The scientists made a second discovery about T cell movement: S1P, like chemokines, can also act as a chemotactic attractant to T cells. Once T cells enter lymph nodes -- the sites where they encounter antigens for microbes and other infectious agents -- they sense S1P in the outflowing blood and so migrate into the blood and onto tissues where they are needed to fight infection.

In a key experiment, Goetzl's and Rosen's labs showed that by chemically displacing S1P, its natural braking effect is released, stimulating T cell traffic into lymph nodes. Because this also blocks S1P's chemotactic influence, migration of T cells out of the lymph nodes is greatly reduced. T cells are essentially sequestered in the nodes. Such an effect would prevent T cells from swamping newly transplanted organs or launching a harmful autoimmune reaction, the scientists suggest in the paper.

They think this mechanism underlies the promising clinical trial results of a new drug against multiple sclerosis (MS) recently reported by other researchers. That study showed that the experimental drug, FTY720, significantly reduced the destructive autoimmune process in patients with MS, a debilitating disease in which the body's T cells attack the myelin coating of nerve cells and disrupt their function. Neither Goetzl nor Rosen is involved in the on-going clinical trials of the new drugs and neither has financial ties to the companies that manufacture them.

Controlling this process with drugs offers "enormous potential" against devastating immune reactions, Goetzl says.

"Transplanting organs or even cells, such as insulin-producing Beta cells, into a patient triggers immune reactions that reject the transplant, but a drug such as FTY720 controls S1P function and slows the rush of T cells to the transplantation site without blocking normal immune response against bacteria and other infectious agents," he says. Similarly, such a drug should slow the autoimmune response that occurs in MS, a hypothesis recently confirmed in phase 2 clinical trials, he says.

Such drugs do not interfere with essential protective immune function since bacterial proteins that normally trigger immune defense do so when they enter lymph nodes -- "where the T cells are essentially trapped by the drug for a few days, but still are working fine and allowing new antibody formation," he explains.

Treatment using this drug strategy does not come without risks, Goetzl cautions. Current drugs that affect one type of S1P receptor affect all others as well, and some of these control heart rate and muscle development.

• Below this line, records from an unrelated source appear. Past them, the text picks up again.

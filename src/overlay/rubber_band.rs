use glam::{IVec2, UVec2};

use super::snapshot::PixelSnapshot;
use crate::geometry::ScreenRect;
use crate::surface::{RenderSurface, BYTES_PER_PIXEL};

/// Clamp a pointer position to the surface's pixel grid.
#[must_use]
pub fn clamp_to_surface(point: IVec2, size: UVec2) -> IVec2 {
    let max = (size.as_ivec2() - IVec2::ONE).max(IVec2::ZERO);
    point.clamp(IVec2::ZERO, max)
}

/// Copy of `snapshot` with the outline of `rect` inverted.
///
/// The snapshot itself is left untouched.
#[must_use]
pub fn draw_rubber_band(snapshot: &PixelSnapshot, rect: ScreenRect) -> Vec<u8> {
    let mut pixels = snapshot.pixels().to_vec();
    invert_outline(&mut pixels, snapshot.size(), rect);
    pixels
}

/// Draw the rubber band over `snapshot` and present it on `surface`.
pub fn present_rubber_band(
    surface: &mut impl RenderSurface,
    snapshot: &PixelSnapshot,
    rect: ScreenRect,
) {
    let frame = draw_rubber_band(snapshot, rect);
    let full = surface.full_rect();
    surface.write_pixels(full, &frame);
    surface.present();
}

/// XOR every outline pixel of `rect` with `0xFF` in an RGB buffer.
///
/// Each outline pixel is inverted exactly once, so applying this twice
/// restores the buffer. Edges outside the buffer are skipped and the
/// remaining spans are clamped to it.
pub fn invert_outline(pixels: &mut [u8], size: UVec2, rect: ScreenRect) {
    let width = size.x as i32;
    let height = size.y as i32;
    if width == 0 || height == 0 || pixels.len() != (width * height) as usize * BYTES_PER_PIXEL {
        return;
    }
    let rgb: &mut [[u8; 3]] = bytemuck::cast_slice_mut(pixels);

    let min = rect.min();
    let max = rect.max();
    let clamped_min = min.max(IVec2::ZERO);
    let clamped_max = max.min(IVec2::new(width - 1, height - 1));

    let mut invert = |x: i32, y: i32| {
        for channel in &mut rgb[(y * width + x) as usize] {
            *channel ^= 0xFF;
        }
    };

    // Horizontal edges own the corners.
    for y in edges(min.y, max.y) {
        if (0..height).contains(&y) {
            for x in clamped_min.x..=clamped_max.x {
                invert(x, y);
            }
        }
    }

    let inner_min_y = (min.y + 1).max(0);
    let inner_max_y = (max.y - 1).min(height - 1);
    for x in edges(min.x, max.x) {
        if (0..width).contains(&x) {
            for y in inner_min_y..=inner_max_y {
                invert(x, y);
            }
        }
    }
}

/// One or two edge coordinates; a collapsed rectangle yields a single line.
fn edges(lo: i32, hi: i32) -> impl Iterator<Item = i32> {
    std::iter::once(lo).chain((hi != lo).then_some(hi))
}
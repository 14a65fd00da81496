//! Prelude module for convenient imports.
//!
//! ```rust,ignore
//! use pictor::prelude::*;
//! ```

pub use crate::agent::{Agent, Runner};
pub use crate::chat::{ChatProvider, ChatRequest, ChatResponse, SharedChatProvider, Usage};
pub use crate::config::{AgentConfig, AppConfig, ConfigError, McpConfig, ModelConfig};
pub use crate::error::{Error, Result};
pub use crate::event::{
    Content, Event, FunctionCall, FunctionResponse, Part, ResponseItem, Role, ToolResponse,
};
pub use crate::llms::{Gemini, GeminiConfig, LlmError, RetryOptions};
pub use crate::mcp::{McpError, McpToolset, StdioConnection};
pub use crate::scanner::{ImageStatus, extract_image, extract_image_default, extract_text};
pub use crate::tool::{SharedToolset, ToolDefinition, Toolset};
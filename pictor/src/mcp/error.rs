//! Error type for MCP operations.

use std::time::Duration;

/// Errors raised while talking to an MCP server.
#[derive(Debug, thiserror::Error)]
#[non_exhaustive]
pub enum McpError {
    /// The server process could not be started or failed the handshake.
    #[error("failed to start MCP server `{command}`: {message}")]
    ProcessSpawnFailed {
        /// The launch command.
        command: String,
        /// Underlying error description.
        message: String,
    },

    /// An operation did not finish within the connection timeout.
    #[error("MCP {operation} timed out after {}s", timeout.as_secs_f64())]
    Timeout {
        /// What was being attempted.
        operation: String,
        /// The configured timeout.
        timeout: Duration,
    },

    /// Listing the server's tools failed.
    #[error("failed to list tools: {0}")]
    ListToolsFailed(String),

    /// The tool is filtered out or unknown to this toolset.
    #[error("tool `{0}` is not available on this MCP server")]
    ToolNotAllowed(String),

    /// The server rejected or failed a tool call.
    #[error("tool `{name}` failed: {message}")]
    CallFailed {
        /// Tool name.
        name: String,
        /// Underlying error description.
        message: String,
    },

    /// The stdio transport failed while shutting down.
    #[error("transport shutdown failed: {0}")]
    Shutdown(String),
}

impl McpError {
    /// Create a timeout error.
    #[must_use]
    pub fn timeout(operation: impl Into<String>, timeout: Duration) -> Self {
        Self::Timeout {
            operation: operation.into(),
            timeout,
        }
    }
}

In clinical trials of some of these kinds of drugs, a number of patients have tired easily, experienced lower blood flow and a tendency for airways to constrict as muscle walls develop abnormally, Goetzl says.

"Fully exploiting this approach for treatment of autoimmune diseases and transplant rejection will depend on developing new drugs that block only the immune type of S1P receptor," he adds. "But early studies by a number of researchers are quite promising."

Progress will also come from finding "uniquely effective combinations of these agents with other immunosuppressive drugs," he says.

In animal studies and clinical research with patients over more than a decade, scientists have come to understand that millions of T cells and B cells are "called" into lymph nodes by other immune molecules called chemokines.

"But we began to wonder why T cells don't always swarm into lymph nodes and flood on into blood vessels that lead to all parts of the body," Goetzl says. "We asked ourselves, 'What is the brake?'"

In research with mice that have T cells that lack S1P receptors or have over-expressed receptors, the Goetzl and Rosen labs and others determined that T cells have on their surfaces what are known as G protein-coupled receptors, which when occupied by chemokines -- their natural binding partners -- prompt the T cells to rush into lymph nodes. But S1P, they found, can act through its own G-coupled receptors to prevent chemokines from triggering T cell movement. In ways not yet fully understood, this process is reversible, providing the body with a crucial control over when and how much of the potent T cell soldiers to release into the blood stream.